Designing generative AI workloads for resilience

Resilience plays a pivotal role in the development of any workload, and generative AI workloads are no different. There are unique considerations when engineering generative AI workloads through a resilience lens. Understanding and prioritizing resilience is crucial for generative AI workloads to meet organizational availability and business continuity requirements. In this post, we discuss the different stacks of a generative AI workload and what those considerations should be.

Full stack generative AI

Although a lot of the excitement around generative AI focuses on the models, a complete solution involves people, skills, and tools from several domains. Consider the following picture, which is an AWS view of the a16z emerging application stack for large language models (LLMs).

Taxonomy of LLM App Stack on AWS

Compared to a more traditional solution built around AI and machine learning (ML), a generative AI solution now involves the following:

  • New roles – You have to consider model tuners as well as model builders and model integrators
  • New tools – The traditional MLOps stack doesn’t extend to cover the type of experiment tracking or observability necessary for prompt engineering or agents that invoke tools to interact with other systems

Agent reasoning

Unlike traditional AI models, Retrieval Augmented Generation (RAG) allows for more accurate and contextually relevant responses by integrating external knowledge sources. The following are some considerations when using RAG:

  • Setting appropriate timeouts is important to the customer experience. Nothing says bad user experience more than being in the middle of a chat and getting disconnected.
  • Make sure to validate prompt input data and prompt input size for allocated character limits that are defined by your model.
  • If you’re performing prompt engineering, you should persist your prompts to a reliable data store. That will safeguard your prompts in case of accidental loss or as part of your overall disaster recovery strategy.

Data pipelines

In cases where you need to provide contextual data to the foundation model using the RAG pattern, you need a data pipeline that can ingest the source data, convert it to embedding vectors, and store the embedding vectors in a vector database. This pipeline could be a batch pipeline if you prepare contextual data in advance, or a low-latency pipeline if you’re incorporating new contextual data on the fly. In the batch case, there are a couple challenges compared to typical data pipelines.

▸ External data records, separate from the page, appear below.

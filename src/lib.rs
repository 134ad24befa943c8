//! DataLens: deterministic profiling of tabular uploads
//!
//! Takes the raw bytes of a CSV/TSV, spreadsheet or JSON upload and produces
//! a [`DatasetProfile`]: per-column semantic types with confidence scores,
//! descriptive statistics, quality metrics, detected anomalies and ranked
//! improvement recommendations. Profiling the same bytes twice yields the
//! same profile; no score in the output is sampled or estimated.

pub mod errors;
pub mod inference;
pub mod logging;
pub mod materialize;
pub mod profile;
pub mod quality;
pub mod recommend;
pub mod source;
pub mod stats;
pub mod thread_config;

// Re-exports
pub use errors::{ProfileError, Result};
pub use inference::TypeInference;
pub use materialize::{ColumnValues, Materialized};
pub use profile::{
    Anomaly, AnomalyKind, CategorySuggestion, ColumnProfile, ColumnType, DatasetProfile,
    QualityMetrics, Recommendation, RecommendationCategory, Severity, SourceSummary,
    ValidationHints,
};
pub use source::{RawRow, RowReader, RowSource, SourceFormat};
pub use stats::{Percentiles, Statistics};
pub use thread_config::{initialize_thread_pools, ThreadPoolConfig};

use rayon::prelude::*;
use tracing::info;

/// Main configuration for profiling
#[derive(Debug, Clone)]
pub struct ProfilerConfig {
    /// Inputs larger than this many bytes are rejected up front
    pub max_bytes: usize,
    /// Rows materialized in memory; counting still covers the whole stream
    pub max_rows: usize,
    /// Rows included in the profile's preview
    pub preview_rows: usize,
    /// Non-null values sampled per column for type detection
    pub sample_size: usize,
}

impl Default for ProfilerConfig {
    fn default() -> Self {
        Self {
            max_bytes: 50 * 1024 * 1024,
            max_rows: 100_000,
            preview_rows: 100,
            sample_size: 1000,
        }
    }
}

/// Main DataLens interface
pub struct Profiler {
    config: ProfilerConfig,
}

impl Profiler {
    /// Create a new profiler
    pub fn new(config: ProfilerConfig) -> Self {
        Self { config }
    }

    /// Profile an uploaded source into a [`DatasetProfile`].
    ///
    /// The request is synchronous from the caller's perspective: it returns
    /// once the full profile is assembled. The CPU-bound work runs on a
    /// blocking thread, with per-column profiling fanned out across the
    /// worker pool.
    pub async fn profile(&self, source: RowSource) -> Result<DatasetProfile> {
        if source.byte_len() > self.config.max_bytes {
            return Err(ProfileError::FileTooLarge {
                actual: source.byte_len(),
                limit: self.config.max_bytes,
            });
        }

        let config = self.config.clone();
        tokio::task::spawn_blocking(move || profile_source(&config, &source))
            .await
            .map_err(|e| ProfileError::Other(e.to_string()))?
    }

    /// Read a file from disk and profile it, resolving the format from the
    /// file extension
    pub async fn profile_path(&self, path: impl AsRef<std::path::Path>) -> Result<DatasetProfile> {
        let source = RowSource::from_path(path)?;
        self.profile(source).await
    }
}

fn profile_source(config: &ProfilerConfig, source: &RowSource) -> Result<DatasetProfile> {
    let reader = source.reader()?;
    let materialized = materialize::materialize(reader, config.max_rows, config.preview_rows)?;

    // Each column owns its values exclusively, so inference, statistics and
    // scoring run column-parallel with no shared state
    let columns: Vec<ColumnProfile> = materialized
        .columns
        .par_iter()
        .map(|column| quality::column_profile(column, config.sample_size))
        .collect();

    let quality_metrics = quality::dataset_quality(&columns);
    let anomalies = quality::detect_anomalies(
        &columns,
        materialized.total_rows,
        materialized.duplicate_rows,
    );
    let recommendations = recommend::recommend(&anomalies, &columns);
    let suggested_categories = recommend::suggest_categories(&columns);
    let type_histogram = recommend::type_histogram(&columns);

    info!(
        rows = materialized.total_rows,
        columns = columns.len(),
        anomalies = anomalies.len(),
        overall = quality_metrics.overall,
        "profile assembled"
    );

    Ok(DatasetProfile {
        source: SourceSummary {
            format: source.format(),
            byte_size: source.byte_len(),
            total_rows: materialized.total_rows,
            column_count: columns.len(),
        },
        columns,
        quality: quality_metrics,
        anomalies,
        recommendations,
        suggested_categories,
        type_histogram,
        duplicate_rows: materialized.duplicate_rows,
        preview: materialized.preview,
    })
}

impl Default for Profiler {
    fn default() -> Self {
        Self::new(ProfilerConfig::default())
    }
}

The data sources may be PDF documents on a file system, data from a software as a service (SaaS) system like a CRM tool, or data from an existing wiki or knowledge base. Ingesting from these sources is different from the typical data sources like log data in an Amazon Simple Storage Service (Amazon S3) bucket or structured data from a relational database. The level of parallelism you can achieve may be limited by the source system, so you need to account for throttling and use backoff techniques. Some of the source systems may be brittle, so you need to build in error handling and retry logic.

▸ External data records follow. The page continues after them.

#[tokio::test]
async fn test_deleting_sprint_unschedules_its_items() {
    LocalSet::new()
        .run_until(async {
            let store = seeded_store();
            let view = open_board(&store).await;

            let pending = view.engine().delete_sprint(SPRINT);
            assert_eq!(ids(&view.sprint_backlog()), [10, 11, 12, 13]);
            pending.await.unwrap();
            assert!(store.stored_item(12).unwrap().sprint_id.is_none());
        })
        .await;
}

#[tokio::test]
async fn test_sprint_cannot_return_to_planning() {
    LocalSet::new()
        .run_until(async {
            let store = seeded_store();
            let view = open_board(&store).await;

            let result = view
                .engine()
                .change_sprint_status(SPRINT, SprintStatus::Planned)
                .await;
            assert!(result.is_err());
            assert_eq!(store.call_count(), 0);

            let sprint = view
                .engine()
                .change_sprint_status(SPRINT, SprintStatus::Completed)
                .await
                .unwrap();
            assert_eq!(sprint.status, SprintStatus::Completed);
            assert!(view.read(|m| m.active_sprint().is_none()));
        })
        .await;
}

#[tokio::test]
async fn test_release_assignment_round_trip() {
    LocalSet::new()
        .run_until(async {
            let store = seeded_store();
            let view = open_board(&store).await;
            assert_eq!(ids(&view.available_items()), [10, 11]);

            view.engine().assign_to_release(RELEASE, 11).await.unwrap();
            assert_eq!(ids(&view.release_items(RELEASE)), [11, 12, 13]);
            assert_eq!(ids(&view.available_items()), [10]);

            view.engine().remove_from_release(11).await.unwrap();
            assert_eq!(ids(&view.available_items()), [10, 11]);
            assert_eq!(store.count(EntityKind::Release, Operation::Unassign), 1);
        })
        .await;
}

#[tokio::test]
async fn test_failed_sprint_assignment_is_undone() {
    LocalSet::new()
        .run_until(async {
            let store = seeded_store();
            let view = open_board(&store).await;
            store.fail_next(
                EntityKind::Sprint,
                Operation::Assign,
                GatewayError::NotFound(None),
            );

            let pending = view.engine().assign_to_sprint(SPRINT, 11);
            assert_eq!(
                ids(&view.items_by_sprint(SprintFilter::Sprint(SPRINT))),
                [10, 11, 12]
            );
            assert!(pending.await.is_err());
            assert_eq!(ids(&view.items_by_sprint(SprintFilter::Sprint(SPRINT))), [10, 12]);
            assert_eq!(
                view.notifications().current().unwrap().message,
                "This sprint no longer exists"
            );
        })
        .await;
}

#[tokio::test]
async fn test_shipping_a_release_records_its_date() {
    LocalSet::new()
        .run_until(async {
            let store = seeded_store();
            let view = open_board(&store).await;

            view.engine()
                .change_release_status(RELEASE, ReleaseStatus::Released)
                .await
                .unwrap();
            view.read(|m| {
                let release = m.release(RELEASE).unwrap();
                assert!(release.is_shipped());
                assert!(release.release_date.is_some());
                assert_eq!(release.project_id, PROJECT);
            });
        })
        .await;
}

#[tokio::test]
async fn test_expanding_fetches_sub_tasks_once() {
    LocalSet::new()
        .run_until(async {
            let store = seeded_store();
            let view = open_board(&store).await;
            view.read(|m| assert!(!m.needs_sub_tasks(11)));

            assert_eq!(view.toggle_expanded(11), Some(true));
            assert_eq!(view.toggle_expanded(11), Some(false));
            settle().await;
            assert_eq!(store.count(EntityKind::SubTask, Operation::List), 0);
        })
        .await;
}

#[tokio::test]
async fn test_every_change_bumps_the_revision() {
    LocalSet::new()
        .run_until(async {
            let store = seeded_store();
            let view = open_board(&store).await;
            let mut revisions = view.subscribe();
            revisions.borrow_and_update();

            view.engine().remove_from_sprint(10).await.unwrap();
            assert!(revisions.has_changed().unwrap());
        })
        .await;
}

#[tokio::test]
async fn test_default_column_keeps_key_and_position_on_edit() {
    LocalSet::new()
        .run_until(async {
            let store = seeded_store();
            let view = open_board(&store).await;
            let draft = taskboard_domain::ColumnDraft {
                project_id: PROJECT,
                name: "Backlog".into(),
                status_key: "BACKLOG".into(),
                order: 10,
            };

            let column = view.engine().edit_column(1, draft).await.unwrap();
            assert_eq!(column.name, "Backlog");
            assert_eq!(column.status_key, "TODO");
            assert_eq!(column.order, 0);
            assert_eq!(view.columns()[0].id, 1);
            assert_eq!(ids(&view.items_by_column("TODO")), [10, 11]);
        })
        .await;
}

#[tokio::test]
async fn test_column_edit_reorders_board() {
    LocalSet::new()
        .run_until(async {
            let store = seeded_store();
            let view = open_board(&store).await;
            let draft = taskboard_domain::ColumnDraft {
                project_id: PROJECT,
                name: "Review".into(),
                status_key: "REVIEW".into(),
                order: -1,
            };

            let pending = view.engine().edit_column(4, draft);
            assert_eq!(view.columns()[0].id, 4);
            pending.await.unwrap();
            assert_eq!(store.stored_column(4).unwrap().order, -1);
        })
        .await;
}

#[tokio::test]
async fn test_release_refresh_follows_store_membership() {
    LocalSet::new()
        .run_until(async {
            let store = seeded_store();
            let view = open_board(&store).await;
            AssignmentGateway::<Release>::assign(store.as_ref(), RELEASE, 11)
                .await
                .unwrap();
            AssignmentGateway::<Release>::unassign(store.as_ref(), RELEASE, 12)
                .await
                .unwrap();
            store.clear_calls();

            view.engine().refresh_release_items(RELEASE).await.unwrap();

            assert_eq!(ids(&view.release_items(RELEASE)), [11, 13]);
            assert_eq!(ids(&view.available_items()), [10, 12]);
            assert_eq!(store.count(EntityKind::Release, Operation::Items), 1);
            assert!(view.notifications().is_empty());
            assert!(view.read(|m| m.item(13).unwrap().sub_tasks_loaded()));
        })
        .await;
}

#[tokio::test]
async fn test_sprint_refresh_failure_changes_nothing() {
    LocalSet::new()
        .run_until(async {
            let store = seeded_store();
            let view = open_board(&store).await;
            let before = view.snapshot();
            store.fail_next(
                EntityKind::Sprint,
                Operation::Items,
                GatewayError::Server(None),
            );

            assert!(view.engine().refresh_sprint_items(SPRINT).await.is_err());
            assert_eq!(view.snapshot(), before);
            assert_eq!(
                view.notifications().current().unwrap().message,
                "Failed to load sprint items. Please try again."
            );
        })
        .await;
}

The embedding model could be a performance bottleneck, regardless of whether you run it locally in the pipeline or call an external model. Embedding models are foundation models that run on GPUs and do not have unlimited capacity. If the model runs locally, you need to assign work based on GPU capacity. If the model runs externally, you need to make sure you’re not saturating the external model. In either case, the level of parallelism you can achieve will be dictated by the embedding model rather than how much CPU and RAM you have available in the batch processing system.

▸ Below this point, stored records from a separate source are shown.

use std::fmt;

/// Credentials of the signed-in user.
///
/// Built once by the host and handed to the gateways at construction;
/// nothing in this crate reads credentials from anywhere else.
#[derive(Clone, PartialEq, Eq)]
pub struct SessionContext {
    username: String,
    token: String,
}

impl SessionContext {
    pub fn new(username: impl Into<String>, token: impl Into<String>) -> Self {
        Self {
            username: username.into(),
            token: token.into(),
        }
    }

    pub fn username(&self) -> &str {
        &self.username
    }

    pub fn token(&self) -> &str {
        &self.token
    }
}

impl fmt::Debug for SessionContext {
    fn fmt(&self, f: &mut fmt::Formatter<'_>) -> fmt::Result {
        f.debug_struct("SessionContext")
            .field("username", &self.username)
            .field("token", &"<redacted>")
            .finish()
    }
}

In the low-latency case, you need to account for the time it takes to generate the embedding vectors. The calling application should invoke the pipeline asynchronously.

Vector databases

A vector database has two functions: store embedding vectors, and run a similarity search to find the closest k matches to a new vector. There are three general types of vector databases:

  • Dedicated SaaS options like Pinecone.
  • Vector database features built into other services. This includes native AWS services like Amazon OpenSearch Service and Amazon Aurora.
  • In-memory options that can be used for transient data in low-latency scenarios.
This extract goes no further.